Plot Summary
For several days after the Pequod departs Nantucket, Captain Ahab remains hidden in his cabin, unseen by the crew. The three mates—Starbuck, Stubb, and Flask—take turns commanding the watches, though it is clear from the sudden, peremptory orders that occasionally issue from below that the true authority on the ship has not abdicated his power. Ishmael grows increasingly anxious, scanning the quarterdeck each time he comes above from his watch, haunted by the cryptic warnings of the prophet Elijah on the wharf. As the Pequod sails southward from the biting cold of a Christmas departure into gradually warming weather, Ahab at last appears on the quarterdeck. He stands erect in a specially bored pivot-hole, one arm grasping a shroud, gazing fixedly beyond the bow. After this first appearance, Ahab becomes a daily presence on deck, though he says and does remarkably little. As the weather turns pleasant, he begins to soften almost imperceptibly, once or twice putting forth what in another man might have flowered into a smile.
Character Development
Chapter 28 is the reader’s long-awaited first look at Captain Ahab, and Melville makes the revelation unforgettable. Ahab’s body tells the story of a man shaped by violence and suffering: he looks “like a man cut away from the stake,” his form compared to solid bronze and to Cellini’s cast Perseus. A livid, whitish scar threads from his grey hair down one side of his tawny, scorched face and disappears into his clothing, resembling the mark lightning leaves on a great tree. His ivory leg, fashioned from the polished bone of a sperm whale’s jaw, further marks him as a figure defined by his conflict with the whale. The crew treats Ahab with awed, uneasy silence, and Ishmael perceives in his face “a crucifixion”—a nameless, regal, overbearing dignity born of mighty woe. Despite his grim bearing, Ahab shows the faintest capacity for tenderness as the warmer weather coaxes from him the barest “blossom of a look.”
Themes and Motifs
The chapter develops the theme of obsession and suffering through Ahab’s scarred, reconstructed body, which testifies to an all-consuming conflict with nature. The motif of concealment and revelation structures the narrative: Ahab’s prolonged absence builds suspense, and his appearance answers some questions while raising many more. The imagery of seasonal transition—sailing from winter into spring—mirrors Ahab’s own gradual emergence, suggesting that even the most “thunder-cloven old oak” may respond to warmth, however faintly. The theme of authority and command runs throughout, as the mates operate under a “troubled master-eye” and the crew senses the weight of Ahab’s overbearing will.
Literary Devices
Melville employs suspense masterfully, withholding Ahab’s appearance for nearly thirty chapters to magnify the impact of his revelation. Simile and metaphor dominate Ahab’s physical description: he is compared to a man burned at the stake, to a bronze sculpture, to a lightning-scarred tree, and finally to a thunder-cloven oak putting forth green sprouts in spring.
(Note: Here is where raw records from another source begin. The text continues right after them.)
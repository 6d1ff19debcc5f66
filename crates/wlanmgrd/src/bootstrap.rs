//! Daemon bootstrap orchestration.

use std::sync::Arc;

use ortho_config::OrthoError;
use thiserror::Error;

use wlanmgr_config::Config;

use crate::health::HealthReporter;
use crate::metrics::Metrics;
use crate::orchestrator::{InitializeError, Orchestrator, OrchestratorSettings};
use crate::queue;
use crate::service::{InterfaceManager, ServiceError, ServiceHandle, spawn_service};
use crate::subsystems::Subsystems;
use crate::telemetry::{self, TelemetryError, TelemetryHandle};

const BOOTSTRAP_TARGET: &str = concat!(env!("CARGO_PKG_NAME"), "::bootstrap");

/// Trait abstracting configuration loading for testability.
pub trait ConfigLoader: Send + Sync {
    /// Loads the daemon configuration.
    fn load(&self) -> Result<Config, Arc<OrthoError>>;
}

/// Loader that delegates to [`Config::load`].
#[derive(Debug, Default, Clone, Copy)]
pub struct SystemConfigLoader;

impl ConfigLoader for SystemConfigLoader {
    fn load(&self) -> Result<Config, Arc<OrthoError>> {
        Config::load()
    }
}

/// Loader returning a configuration resolved earlier.
#[derive(Debug, Clone)]
pub struct StaticConfigLoader {
    config: Config,
}

impl StaticConfigLoader {
    /// Wraps an already loaded configuration.
    #[must_use]
    pub fn new(config: Config) -> Self {
        Self { config }
    }
}

impl ConfigLoader for StaticConfigLoader {
    fn load(&self) -> Result<Config, Arc<OrthoError>> {
        Ok(self.config.clone())
    }
}

/// Errors surfaced during bootstrap.
#[derive(Debug, Error)]
pub enum BootstrapError {
    /// Configuration failed to load.
    #[error("failed to load configuration: {source}")]
    Configuration {
        /// Underlying loader error.
        #[source]
        source: Arc<OrthoError>,
    },
    /// Telemetry initialisation failed.
    #[error("failed to initialise telemetry: {source}")]
    Telemetry {
        /// Underlying telemetry error.
        #[source]
        source: TelemetryError,
    },
    /// The vendor HAL or the wireless control daemon refused initialisation.
    #[error("failed to initialise the radio stack: {source}")]
    Initialize {
        /// Subsystem that refused.
        #[source]
        source: InitializeError,
    },
    /// The lifecycle worker could not be started.
    #[error("failed to start the lifecycle worker: {source}")]
    Service {
        /// Underlying worker error.
        #[source]
        source: ServiceError,
    },
}

/// Result of a successful bootstrap invocation.
#[derive(Debug)]
pub struct Daemon {
    config: Config,
    manager: InterfaceManager,
    service: ServiceHandle,
    telemetry: TelemetryHandle,
}

impl Daemon {
    /// Accessor for the resolved configuration.
    #[must_use]
    pub fn config(&self) -> &Config {
        &self.config
    }

    /// Handle used to request interface lifecycle operations.
    #[must_use]
    pub fn manager(&self) -> &InterfaceManager {
        &self.manager
    }

    /// Accessor for the telemetry handle, primarily useful for testing.
    #[must_use]
    pub fn telemetry(&self) -> TelemetryHandle {
        self.telemetry
    }

    /// Tears down every interface, then stops the lifecycle worker.
    pub fn shutdown(self) -> Result<(), ServiceError> {
        if let Err(error) = self.manager.teardown_all_interfaces() {
            tracing::warn!(
                target: BOOTSTRAP_TARGET,
                %error,
                "interfaces could not be torn down before shutdown"
            );
        }
        self.service.shutdown()
    }
}

/// Bootstraps the daemon using the supplied collaborators.
///
/// Loads configuration, installs telemetry, initialises the orchestrator
/// against `subsystems`, and moves it onto the lifecycle worker.
pub fn bootstrap_with(
    loader: &dyn ConfigLoader,
    reporter: Arc<dyn HealthReporter>,
    subsystems: Subsystems,
    metrics: Arc<dyn Metrics>,
) -> Result<Daemon, BootstrapError> {
    reporter.bootstrap_starting();

    let config = match loader.load() {
        Ok(config) => config,
        Err(source) => {
            return Err(fail(&reporter, BootstrapError::Configuration { source }));
        }
    };

    let telemetry = match telemetry::initialise(&config) {
        Ok(handle) => handle,
        Err(source) => {
            return Err(fail(&reporter, BootstrapError::Telemetry { source }));
        }
    };

    let (events, looper) = queue::channel();
    let mut orchestrator = Orchestrator::new(
        subsystems,
        OrchestratorSettings::from_config(&config),
        events,
        metrics,
        Arc::clone(&reporter),
    );
    if let Err(source) = orchestrator.initialize() {
        return Err(fail(&reporter, BootstrapError::Initialize { source }));
    }

    let (manager, service) = match spawn_service(orchestrator, looper) {
        Ok(parts) => parts,
        Err(source) => {
            return Err(fail(&reporter, BootstrapError::Service { source }));
        }
    };
    reporter.bootstrap_succeeded(&config);

    Ok(Daemon {
        config,
        manager,
        service,
        telemetry,
    })
}

fn fail(reporter: &Arc<dyn HealthReporter>, error: BootstrapError) -> BootstrapError {
    reporter.bootstrap_failed(&error);
    error
}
The first-person narration of Ishmael filters Ahab through a lens of awe and dread, heightening the reader’s sense of foreboding. Foreshadowing pervades the chapter, from Elijah’s recalled prophecies to the Manxman’s claim that Ahab’s scar runs from crown to sole—a birth-mark that can only be confirmed in death. The personification of April and May as “red-cheeked, dancing girls” creates a striking contrast with Ahab’s grim solemnity.